Objectives: The objective of this study is to explore potential underrepresentation of certain disability groups identified by the ACS disability questions.
Methods: We compared disability prevalence rates from two data sources for adolescents with disabilities, aged 14 to 16, who receive Supplemental Security Income (SSI, n = 2051). The Social Security Administration (SSA) provided disability determination data for each adolescent, and adolescents (or proxy-rater) provided baseline self-report data about functional limitation based on the six ACS disability questions.

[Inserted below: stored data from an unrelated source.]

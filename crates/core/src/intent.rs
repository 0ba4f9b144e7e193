use crate::models::{Intent, Locale};

pub fn normalize_text(input: &str) -> String {
    input
        .split_whitespace()
        .collect::<Vec<_>>()
        .join(" ")
        .trim()
        .to_string()
}

const TAMIL_BLOCK: std::ops::RangeInclusive<u32> = 0x0B80..=0x0BFF;

pub fn detect_locale(explicit: Option<Locale>, text: &str) -> Locale {
    if let Some(locale) = explicit {
        if locale != Locale::Unknown {
            return locale;
        }
    }

    let lower = text.to_lowercase();
    if contains_any(&lower, &["in tamil", "tamil la", "தமிழ்"]) {
        return Locale::Ta;
    }

    let mut tamil_count = 0usize;
    let mut latin_count = 0usize;
    for ch in text.chars() {
        if TAMIL_BLOCK.contains(&(ch as u32)) {
            tamil_count += 1;
        } else if ch.is_ascii_alphabetic() {
            latin_count += 1;
        }
    }

    if tamil_count > 0 && tamil_count * 2 >= latin_count {
        Locale::Ta
    } else if latin_count > 0 {
        Locale::En
    } else {
        Locale::Unknown
    }
}

pub fn classify_intent_rules(text: &str) -> Intent {
    let lower = text.to_lowercase();

    if contains_any(
        &lower,
        &[
            "refund status",
            "where is my refund",
            "where's my refund",
            "refund credited",
            "not received",
            "not yet received",
            "track refund",
            "பணம் திரும்ப வந்ததா",
            "ரீஃபண்ட் நிலை",
        ],
    ) {
        return Intent::RefundStatus;
    }

    if contains_any(
        &lower,
        &[
            "how do i cancel",
            "cancel my",
            "cancel ticket",
            "cancellation",
            "want to cancel",
            "ரத்து",
        ],
    ) {
        return Intent::Cancellation;
    }

    if contains_any(
        &lower,
        &[
            "refund",
            "policy",
            "how much will i get",
            "deduction",
            "convenience fee",
            "slab",
            "பணம் திரும்ப",
            "கொள்கை",
        ],
    ) {
        return Intent::RefundPolicy;
    }

    if contains_any(
        &lower,
        &[
            "my booking",
            "my bookings",
            "my ticket",
            "booking details",
            "seat number",
            "departure",
            "when is my bus",
            "முன்பதிவு",
            "டிக்கெட்",
        ],
    ) {
        return Intent::BookingDetails;
    }

    if contains_any(
        &lower,
        &["hello", "hi", "hey", "thanks", "thank you", "வணக்கம்", "நன்றி"],
    ) {
        return Intent::SmallTalk;
    }

    Intent::Unknown
}

/// True when the reply should ask which booking (or what) the user means.
pub fn needs_clarification(intent: Intent, text: &str, booking_count: usize) -> bool {
    let mentions_reference = text.chars().any(|ch| ch.is_ascii_digit());

    match intent {
        Intent::RefundStatus | Intent::BookingDetails | Intent::Cancellation => {
            booking_count > 1 && !mentions_reference
        }
        Intent::Unknown => text.split_whitespace().count() <= 2,
        _ => false,
    }
}

fn contains_any(input: &str, needles: &[&str]) -> bool {
    needles.iter().any(|needle| input.contains(needle))
}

Results: Approximately 17% of the sample did not endorse any ACS questions. Excluding SSA categories with cell counts less than 10, the top five conditions not captured by ACS questions included respiratory conditions (38%), mood disorders (28%), other mental disorders (27%), schizophrenic and other psychotic disorders (27%) and developmental disorders (20%).
Conclusions: Our findings suggest that people with mental health and developmental disabilities and those with respiratory conditions are among those groups under-represented by the ACS disability questions. Changes or additions to ACS questions should be considered to ensure that all disability groups are addressed in public health planning.
Keywords: Disability; Measurement; Prevalence; Surveillance; Transition.